— Task goal —
Which lines mention "FeeSchedule"? Show each one from the listing.

(Data shown begins)

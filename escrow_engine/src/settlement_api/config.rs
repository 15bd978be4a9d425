use chrono::Duration;

use crate::helpers::{fees::FeeSchedule, proximity::DEFAULT_PROXIMITY_RADIUS_METERS};

pub const DEFAULT_CURRENCY: &str = escrow_common::DEFAULT_CURRENCY;
pub const DEFAULT_LOCATION_MAX_AGE_SECS: i64 = 300;
pub const DEFAULT_DISPUTE_WINDOW_DAYS: i64 = 7;
pub const DEFAULT_HOLD_INTRO_COUNT: i64 = 5;
pub const DEFAULT_HOLD_INTRO_HOURS: i64 = 24;
pub const DEFAULT_HOLD_STANDARD_MINUTES: i64 = 15;

/// How long paid funds are held before they may be released to the seller.
///
/// A seller's first `intro_count` paid transactions are held for `intro_hold`; after that, `standard_hold` applies.
#[derive(Debug, Clone, Copy, PartialEq, Eq)]
pub struct FundHoldPolicy {
    pub intro_count: i64,
    pub intro_hold: Duration,
    pub standard_hold: Duration,
}

impl Default for FundHoldPolicy {
    fn default() -> Self {
        Self {
            intro_count: DEFAULT_HOLD_INTRO_COUNT,
            intro_hold: Duration::hours(DEFAULT_HOLD_INTRO_HOURS),
            standard_hold: Duration::minutes(DEFAULT_HOLD_STANDARD_MINUTES),
        }
    }
}

impl FundHoldPolicy {
    /// The hold for a seller who has had `prior_paid` transactions paid before this one.
    pub fn hold_for(&self, prior_paid: i64) -> Duration {
        if prior_paid < self.intro_count {
            self.intro_hold
        } else {
            self.standard_hold
        }
    }
}

/// Tunables of the settlement core. The server fills this in from the environment.
#[derive(Debug, Clone, PartialEq)]
pub struct SettlementConfig {
    pub fees: FeeSchedule,
    pub currency: String,
    pub proximity_radius_m: f64,
    /// How old a location fix may be and still count for a proximity check.
    pub location_max_age: Duration,
    /// How long after completion a party may still open a dispute.
    pub dispute_window: Duration,
    pub hold_policy: FundHoldPolicy,
}

impl Default for SettlementConfig {
    fn default() -> Self {
        Self {
            fees: FeeSchedule::default(),
            currency: DEFAULT_CURRENCY.to_string(),
            proximity_radius_m: DEFAULT_PROXIMITY_RADIUS_METERS,
            location_max_age: Duration::seconds(DEFAULT_LOCATION_MAX_AGE_SECS),
            dispute_window: Duration::days(DEFAULT_DISPUTE_WINDOW_DAYS),
            hold_policy: FundHoldPolicy::default(),
        }
    }
}

#[cfg(test)]
mod test {
    use super::*;

    #[test]
    fn new_sellers_get_the_introductory_hold() {
        let policy = FundHoldPolicy::default();
        assert_eq!(policy.hold_for(0), Duration::hours(24));
        assert_eq!(policy.hold_for(4), Duration::hours(24));
        assert_eq!(policy.hold_for(5), Duration::minutes(15));
        assert_eq!(policy.hold_for(500), Duration::minutes(15));
    }
}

(Data shown ends)

— Response for this exercise —
use crate::helpers::{fees::FeeSchedule, proximity::DEFAULT_PROXIMITY_RADIUS_METERS};
    pub fees: FeeSchedule,
            fees: FeeSchedule::default(),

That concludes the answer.